## DATA FOR THIS EXERCISE

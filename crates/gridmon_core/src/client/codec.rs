//! Field codecs shared by the message encoders and decoders.
//!
//! Fixed-size fields are little-endian and live in the initial frame; every
//! variable-size field gets a frame of its own.

use super::frame::{ClientMessage, Frame, FrameReader, PARTITION_ID_OFFSET, REQUEST_HEADER_SIZE};
use crate::error::{GridError, GridResult};
use crate::models::Data;

use chrono::{NaiveDate, NaiveDateTime};
use uuid::Uuid;

/// Encoded size of a nullable UUID.
pub const UUID_SIZE: usize = 17;
/// Encoded size of a `LocalDateTime`.
pub const LOCAL_DATE_TIME_SIZE: usize = 13;

const LIST_CN_HEADER_SIZE: usize = 5;
const LIST_CN_NULL_ONLY: u8 = 1;
const LIST_CN_NOT_NULL_ONLY: u8 = 2;
const LIST_CN_MIXED: u8 = 3;
const ITEMS_PER_BITMASK: usize = 8;

fn slice<const N: usize>(buf: &[u8], offset: usize) -> GridResult<[u8; N]> {
    buf.get(offset..offset + N)
        .and_then(|b| b.try_into().ok())
        .ok_or_else(|| {
            GridError::protocol(format!(
                "Field at offset {offset} ({N} bytes) is past the end of a {}-byte frame",
                buf.len()
            ))
        })
}

pub fn read_u8(buf: &[u8], offset: usize) -> GridResult<u8> {
    Ok(slice::<1>(buf, offset)?[0])
}

pub fn read_bool(buf: &[u8], offset: usize) -> GridResult<bool> {
    Ok(read_u8(buf, offset)? != 0)
}

pub fn read_i32(buf: &[u8], offset: usize) -> GridResult<i32> {
    slice::<4>(buf, offset).map(i32::from_le_bytes)
}

pub fn read_i64(buf: &[u8], offset: usize) -> GridResult<i64> {
    slice::<8>(buf, offset).map(i64::from_le_bytes)
}

/// Read a nullable UUID: a null flag, then the most and least significant halves.
pub fn read_uuid(buf: &[u8], offset: usize) -> GridResult<Option<Uuid>> {
    if read_bool(buf, offset)? {
        return Ok(None);
    }
    let msb = read_i64(buf, offset + 1)? as u64;
    let lsb = read_i64(buf, offset + 9)? as u64;
    Ok(Some(Uuid::from_u64_pair(msb, lsb)))
}

pub fn write_uuid(buf: &mut Vec<u8>, uuid: Option<Uuid>) {
    match uuid {
        None => {
            buf.push(1);
            buf.extend_from_slice(&[0; 16]);
        }
        Some(uuid) => {
            let (msb, lsb) = uuid.as_u64_pair();
            buf.push(0);
            buf.extend_from_slice(&(msb as i64).to_le_bytes());
            buf.extend_from_slice(&(lsb as i64).to_le_bytes());
        }
    }
}

/// Read a `LocalDateTime`: year, month, day, hour, minute, second, nanos.
pub fn read_local_date_time(buf: &[u8], offset: usize) -> GridResult<NaiveDateTime> {
    let year = read_i32(buf, offset)?;
    let month = read_u8(buf, offset + 4)?;
    let day = read_u8(buf, offset + 5)?;
    let hour = read_u8(buf, offset + 6)?;
    let minute = read_u8(buf, offset + 7)?;
    let second = read_u8(buf, offset + 8)?;
    let nano = read_i32(buf, offset + 9)?;

    NaiveDate::from_ymd_opt(year, month.into(), day.into())
        .and_then(|date| {
            date.and_hms_nano_opt(hour.into(), minute.into(), second.into(), nano as u32)
        })
        .ok_or_else(|| {
            GridError::protocol(format!(
                "Invalid timestamp {year}-{month}-{day} {hour}:{minute}:{second}.{nano}"
            ))
        })
}

/// Builder for request messages.
#[derive(Debug)]
pub struct RequestBuilder {
    initial: Vec<u8>,
    frames: Vec<Frame>,
}

impl RequestBuilder {
    /// Start a request of the given type with no partition.
    pub fn new(message_type: i32) -> Self {
        let mut initial = Vec::with_capacity(REQUEST_HEADER_SIZE + 32);
        initial.extend_from_slice(&message_type.to_le_bytes());
        initial.extend_from_slice(&0i64.to_le_bytes());
        debug_assert_eq!(initial.len(), PARTITION_ID_OFFSET);
        initial.extend_from_slice(&(-1i32).to_le_bytes());
        Self { initial, frames: Vec::new() }
    }

    pub fn fixed_u8(mut self, value: u8) -> Self {
        self.initial.push(value);
        self
    }

    pub fn fixed_bool(self, value: bool) -> Self {
        self.fixed_u8(u8::from(value))
    }

    pub fn fixed_i32(mut self, value: i32) -> Self {
        self.initial.extend_from_slice(&value.to_le_bytes());
        self
    }

    pub fn fixed_i64(mut self, value: i64) -> Self {
        self.initial.extend_from_slice(&value.to_le_bytes());
        self
    }

    pub fn fixed_uuid(mut self, value: Option<Uuid>) -> Self {
        write_uuid(&mut self.initial, value);
        self
    }

    /// Append a raw frame.
    pub fn frame(mut self, frame: Frame) -> Self {
        self.frames.push(frame);
        self
    }

    /// Append a UTF-8 string frame.
    pub fn string(self, value: &str) -> Self {
        self.frame(Frame::new(value.as_bytes().to_vec()))
    }

    /// Append a null marker.
    pub fn null(self) -> Self {
        self.frame(Frame::null())
    }

    /// Append a list of strings.
    pub fn string_list(mut self, values: &[String]) -> Self {
        self.frames.push(Frame::begin());
        self.frames.extend(values.iter().map(|v| Frame::new(v.as_bytes().to_vec())));
        self.frames.push(Frame::end());
        self
    }

    /// Finish the message; the correlation id is assigned on send.
    pub fn build(self) -> ClientMessage {
        let mut frames = Vec::with_capacity(self.frames.len() + 1);
        frames.push(Frame::new(self.initial));
        frames.extend(self.frames);
        ClientMessage::new(frames)
    }
}

pub fn decode_string(reader: &mut FrameReader<'_>) -> GridResult<String> {
    let frame = reader.next_frame()?;
    String::from_utf8(frame.content.clone())
        .map_err(|_| GridError::protocol("String frame is not valid UTF-8"))
}

/// Decode an optional value written as a null marker or the value itself.
pub fn decode_nullable<'a, T>(
    reader: &mut FrameReader<'a>,
    decode: impl FnOnce(&mut FrameReader<'a>) -> GridResult<T>,
) -> GridResult<Option<T>> {
    if reader.next_is_null() {
        reader.next_frame()?;
        return Ok(None);
    }
    decode(reader).map(Some)
}

/// Decode a list whose items may span several frames.
pub fn decode_list<'a, T>(
    reader: &mut FrameReader<'a>,
    mut decode: impl FnMut(&mut FrameReader<'a>) -> GridResult<T>,
) -> GridResult<Vec<T>> {
    reader.expect_begin()?;
    let mut items = Vec::new();
    while !reader.next_is_end() {
        items.push(decode(reader)?);
    }
    reader.next_frame()?;
    Ok(items)
}

pub fn decode_string_list(reader: &mut FrameReader<'_>) -> GridResult<Vec<String>> {
    decode_list(reader, decode_string)
}

pub fn decode_data(reader: &mut FrameReader<'_>) -> GridResult<Data> {
    Ok(Data::new(reader.next_frame()?.content.clone()))
}

/// Decode a frame of packed `i32` values.
pub fn decode_int_list(frame: &Frame) -> GridResult<Vec<i32>> {
    if frame.content.len() % 4 != 0 {
        return Err(GridError::protocol("Integer list frame has a partial item"));
    }
    Ok(frame
        .content
        .chunks_exact(4)
        .map(|c| i32::from_le_bytes([c[0], c[1], c[2], c[3]]))
        .collect())
}

/// Number of items in a compact nullable fixed-size list frame.
pub fn list_cn_count(frame: &Frame) -> GridResult<usize> {
    let count = read_i32(&frame.content, 1)?;
    usize::try_from(count).map_err(|_| GridError::protocol(format!("Negative list size {count}")))
}

/// Decode a compact nullable list of fixed-size items.
///
/// The header holds a kind byte and the item count. Mixed lists prefix
/// every run of up to eight items with a bitmask whose set bits mark
/// present values; only present values are stored.
pub fn decode_list_cn<T>(
    frame: &Frame,
    item_size: usize,
    decode: impl Fn(&[u8], usize) -> GridResult<T>,
) -> GridResult<Vec<Option<T>>> {
    let content = &frame.content;
    let kind = read_u8(content, 0)?;
    let count = list_cn_count(frame)?;
    let mut items = Vec::with_capacity(count);

    match kind {
        LIST_CN_NULL_ONLY => items.resize_with(count, || None),
        LIST_CN_NOT_NULL_ONLY => {
            for i in 0..count {
                items.push(Some(decode(content, LIST_CN_HEADER_SIZE + i * item_size)?));
            }
        }
        LIST_CN_MIXED => {
            let mut position = LIST_CN_HEADER_SIZE;
            while items.len() < count {
                let bitmask = read_u8(content, position)?;
                position += 1;
                for bit in 0..ITEMS_PER_BITMASK {
                    if items.len() == count {
                        break;
                    }
                    if bitmask & (1 << bit) != 0 {
                        items.push(Some(decode(content, position)?));
                        position += item_size;
                    } else {
                        items.push(None);
                    }
                }
            }
        }
        other => return Err(GridError::protocol(format!("Unknown compact list kind {other}"))),
    }
    Ok(items)
}

/// Count the top-level items of a multi-frame list and skip past it.
pub fn count_list_items(reader: &mut FrameReader<'_>) -> GridResult<usize> {
    reader.expect_begin()?;
    let mut count = 0;
    loop {
        let frame = reader.next_frame()?;
        if frame.is_end() {
            return Ok(count);
        }
        count += 1;
        if frame.is_begin() {
            reader.skip_to_end_of_structure()?;
        }
    }
}

#[cfg(test)]
mod tests {
    use super::*;

    fn list_cn(kind: u8, count: i32, body: &[u8]) -> Frame {
        let mut content = vec![kind];
        content.extend_from_slice(&count.to_le_bytes());
        content.extend_from_slice(body);
        Frame::new(content)
    }

    #[test]
    fn test_fixed_reads_are_bounds_checked() {
        let buf = [1, 0, 0, 0, 2];
        assert_eq!(read_i32(&buf, 0).unwrap(), 1);
        assert!(read_i32(&buf, 2).is_err());
        assert!(read_i64(&buf, 0).is_err());
        assert!(read_u8(&buf, 5).is_err());
    }

    #[test]
    fn test_uuid_round_trip() {
        let uuid = Uuid::new_v4();
        let mut buf = Vec::new();
        write_uuid(&mut buf, Some(uuid));
        write_uuid(&mut buf, None);
        assert_eq!(buf.len(), 2 * UUID_SIZE);
        assert_eq!(read_uuid(&buf, 0).unwrap(), Some(uuid));
        assert_eq!(read_uuid(&buf, UUID_SIZE).unwrap(), None);
    }

    #[test]
    fn test_local_date_time() {
        let mut buf = 2024i32.to_le_bytes().to_vec();
        buf.extend_from_slice(&[3, 15, 10, 30, 5]);
        buf.extend_from_slice(&0i32.to_le_bytes());
        let ts = read_local_date_time(&buf, 0).unwrap();
        assert_eq!(ts.to_string(), "2024-03-15 10:30:05");

        buf[4] = 13;
        assert!(read_local_date_time(&buf, 0).is_err());
    }

    #[test]
    fn test_request_builder_layout() {
        let message = RequestBuilder::new(0x210500).fixed_i32(4096).string("x").build();
        let initial = &message.frames()[0].content;
        assert_eq!(initial.len(), REQUEST_HEADER_SIZE + 4);
        assert_eq!(read_i32(initial, 0).unwrap(), 0x210500);
        assert_eq!(read_i32(initial, PARTITION_ID_OFFSET).unwrap(), -1);
        assert_eq!(read_i32(initial, REQUEST_HEADER_SIZE).unwrap(), 4096);
        assert_eq!(message.frames()[1].content, b"x");
    }

    #[test]
    fn test_list_cn_null_only() {
        let frame = list_cn(LIST_CN_NULL_ONLY, 3, &[]);
        let items = decode_list_cn(&frame, 8, read_i64).unwrap();
        assert_eq!(items, vec![None, None, None]);
    }

    #[test]
    fn test_list_cn_not_null_only() {
        let mut body = 5i64.to_le_bytes().to_vec();
        body.extend_from_slice(&(-6i64).to_le_bytes());
        let frame = list_cn(LIST_CN_NOT_NULL_ONLY, 2, &body);
        let items = decode_list_cn(&frame, 8, read_i64).unwrap();
        assert_eq!(items, vec![Some(5), Some(-6)]);
    }

    #[test]
    fn test_list_cn_mixed_spans_bitmasks() {
        // Ten items: present at 0, 2 and 9.
        let mut body = vec![0b0000_0101];
        body.extend_from_slice(&1i64.to_le_bytes());
        body.extend_from_slice(&3i64.to_le_bytes());
        body.push(0b0000_0010);
        body.extend_from_slice(&10i64.to_le_bytes());
        let frame = list_cn(LIST_CN_MIXED, 10, &body);

        let items = decode_list_cn(&frame, 8, read_i64).unwrap();
        assert_eq!(items.len(), 10);
        assert_eq!(items[0], Some(1));
        assert_eq!(items[1], None);
        assert_eq!(items[2], Some(3));
        assert_eq!(items[8], None);
        assert_eq!(items[9], Some(10));
    }

    #[test]
    fn test_list_cn_truncated_is_error() {
        let frame = list_cn(LIST_CN_NOT_NULL_ONLY, 2, &1i64.to_le_bytes());
        assert!(decode_list_cn(&frame, 8, read_i64).is_err());
    }

    #[test]
    fn test_count_list_items_with_nesting() {
        let frames = vec![
            Frame::begin(),
            Frame::new(vec![1]),
            Frame::null(),
            Frame::begin(),
            Frame::new(vec![2]),
            Frame::end(),
            Frame::end(),
            Frame::new(vec![9]),
        ];
        let mut reader = FrameReader::over(&frames);
        assert_eq!(count_list_items(&mut reader).unwrap(), 3);
        assert_eq!(reader.next_frame().unwrap().content, vec![9]);
    }

    #[test]
    fn test_decode_nullable_and_string_list() {
        let frames = vec![
            Frame::null(),
            Frame::begin(),
            Frame::new(b"a".to_vec()),
            Frame::new(b"b".to_vec()),
            Frame::end(),
        ];
        let mut reader = FrameReader::over(&frames);
        assert_eq!(decode_nullable(&mut reader, decode_string).unwrap(), None);
        assert_eq!(decode_string_list(&mut reader).unwrap(), vec!["a", "b"]);
        assert!(!reader.has_next());
    }
}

## WHAT THE EXERCISE ASKS
Pull out every line holding "marker" from the records above, and copy it.

## RESULT OF THIS TASK
    /// Append a null marker.
/// Decode an optional value written as a null marker or the value itself.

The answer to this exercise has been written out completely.